Driving such machinery makes one wonder what thrills the early motorists must have had driving around in such self-propelled elegance. It could not have been easy, but even by 1910 a level of sophistication was already apparent as the motorised age was fast gathering momentum. Wolseley certainly set a high standard, and little wonder the 12-16 was a success.
The company was renamed Wolseley Motors Limited in 1914 and set up an operation in Canada. Post-war, Wolseley began a joint venture in Japan with Ishikawajima Ship Building and Engineering, and the first Japanese-built Wolseley car rolled off the line in 1922. This coalition was the foundation of Isuzu Motors in 1949. The company grew and prospered and in 1921 it manufactured 12 000 cars, continuing to be Britain’s biggest motor manufacturer.
However, over-expansion led to the company going into receivership in 1927 when it was purchased from Vickers by William Morris (later Lord Nuffield), who pre-war had bought a Wolseley taxi while running his garage, hire car and bicycle manufacturing businesses. Up to this point, at various times Wolseley had built motor cars, aircraft and aero-engines, gliders, railcars, a gyro car, boats, armoured cars, buses and ambulances, not to mention mines and depth-charges.
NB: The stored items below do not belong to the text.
//! Coverage shapes and the drawing entry points built on them
//!
//! Every primitive is expressed as a [`Coverage`]: a bounding box plus a
//! per-pixel predicate. Composite outlines (edges + corner arcs) and fills
//! (bands + corner discs) are unions of parts, and [`Canvas::fill_coverage`]
//! blends each covered pixel exactly once, so overlapping parts never
//! double-blend a translucent color.
//!
//! Geometry is integer pixel coordinates with inclusive corners. A stroke of
//! width `w` centred on coordinate `c` covers `c - w/2 ..= c + (w-1)/2`.

mod circle;
mod line;
mod rect;
mod rounded;

use tracing::trace;

use crate::surface::Canvas;
use crate::types::{Color, Point};

pub use circle::{Disc, Quadrant, QuarterArc};
pub use line::Segment;
pub use rect::{FilledRect, Rect, RectOutline};
pub use rounded::{RoundedFill, RoundedOutline, RoundedRect};

/// Inclusive pixel bounding box; may extend past the canvas
#[derive(Debug, Clone, Copy, PartialEq, Eq)]
pub struct PixelBounds {
    pub min_x: i32,
    pub min_y: i32,
    pub max_x: i32,
    pub max_y: i32,
}

impl PixelBounds {
    pub const fn new(min_x: i32, min_y: i32, max_x: i32, max_y: i32) -> Self {
        Self {
            min_x,
            min_y,
            max_x,
            max_y,
        }
    }

    #[inline]
    pub fn is_empty(&self) -> bool {
        self.min_x > self.max_x || self.min_y > self.max_y
    }

    /// Clamp to a `width` x `height` canvas
    /// Returns None if nothing remains on the canvas
    pub fn clip(&self, width: u32, height: u32) -> Option<PixelBounds> {
        if width == 0 || height == 0 {
            return None;
        }
        let clipped = PixelBounds {
            min_x: self.min_x.max(0),
            min_y: self.min_y.max(0),
            max_x: self.max_x.min(width as i32 - 1),
            max_y: self.max_y.min(height as i32 - 1),
        };
        (!clipped.is_empty()).then_some(clipped)
    }
}

/// A set of pixels described by a bounding box and a membership test
pub trait Coverage {
    /// Box outside of which `covers` is always false
    fn bounds(&self) -> PixelBounds;

    /// Whether pixel `(x, y)` belongs to the shape
    fn covers(&self, x: i32, y: i32) -> bool;
}

/// Pixels a stroke of `width` centred on `center` spans along its normal
#[inline]
pub(crate) fn stroke_span(center: i32, width: i32) -> (i32, i32) {
    let width = width.max(1);
    (center - width / 2, center + (width - 1) / 2)
}

impl Canvas {
    /// Draw a straight line of the given stroke width
    pub fn draw_line(&mut self, from: Point, to: Point, color: Color, width: i32) {
        self.fill_coverage(&Segment::new(from, to, width), color);
    }

    /// Fill the rectangle spanned by two opposite corners (inclusive)
    pub fn fill_rect(&mut self, a: Point, b: Point, color: Color) {
        self.fill_coverage(&FilledRect::from_corners(a, b), color);
    }

    /// Stroke the outline of the rectangle spanned by two opposite corners
    pub fn draw_rect(&mut self, a: Point, b: Point, color: Color, width: i32) {
        self.fill_coverage(&RectOutline::new(Rect::from_corners(a, b), width), color);
    }

    /// Stroke a rounded rectangle outline.
    ///
    /// Corners may be passed in any order. The radius is clamped to half the
    /// shorter side; a radius that clamps to zero or below draws a plain
    /// rectangle outline instead.
    pub fn draw_rounded_rect(&mut self, a: Point, b: Point, radius: i32, color: Color, width: i32) {
        let shape = RoundedRect::new(a, b, radius);
        trace!(
            "draw_rounded_rect: {:?} radius={} width={} color={:?}",
            shape.rect(),
            shape.radius(),
            width,
            color
        );
        self.fill_coverage(&shape.outline(width), color);
    }

    /// Fill a rounded rectangle, compositing `color` (with its alpha) over the canvas.
    ///
    /// Same corner normalization and radius clamping as [`Canvas::draw_rounded_rect`];
    /// degenerate radii fill a plain rectangle.
    pub fn fill_rounded_rect(&mut self, a: Point, b: Point, radius: i32, color: Color) {
        let shape = RoundedRect::new(a, b, radius);
        trace!(
            "fill_rounded_rect: {:?} radius={} color={:?}",
            shape.rect(),
            shape.radius(),
            color
        );
        self.fill_coverage(&shape.fill(), color);
    }
}

#[cfg(test)]
mod tests {
    use super::*;

    #[test]
    fn test_stroke_span_widths() {
        assert_eq!(stroke_span(10, 1), (10, 10));
        assert_eq!(stroke_span(10, 2), (9, 10));
        assert_eq!(stroke_span(10, 3), (9, 11));
        assert_eq!(stroke_span(10, 8), (6, 13));
        // Non-positive widths still draw a hairline
        assert_eq!(stroke_span(10, 0), (10, 10));
    }

    #[test]
    fn test_bounds_clip() {
        let bounds = PixelBounds::new(-3, 2, 20, 5);
        assert_eq!(bounds.clip(10, 10), Some(PixelBounds::new(0, 2, 9, 5)));
        assert_eq!(PixelBounds::new(12, 0, 15, 3).clip(10, 10), None);
        assert_eq!(bounds.clip(0, 10), None);
    }
}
Wolseley was incorporated into the Morris Motors empire where it became a badge-engineered product under BMC, BMH and British Leyland ownership before the name was dropped altogether in 1975, an unflattering finale to what was once a dominant force.
Visitor Note: The 1910 Wolseley 12-16 Town Car is currently on view in Hall A.
(This story is based on my article that first appeared in the Jan/Feb 2017 issue of Classic Car Africa magazine – MM. For further information on the 12-16 block casting programme, contact John Winer at jbwiner@gmail.com.)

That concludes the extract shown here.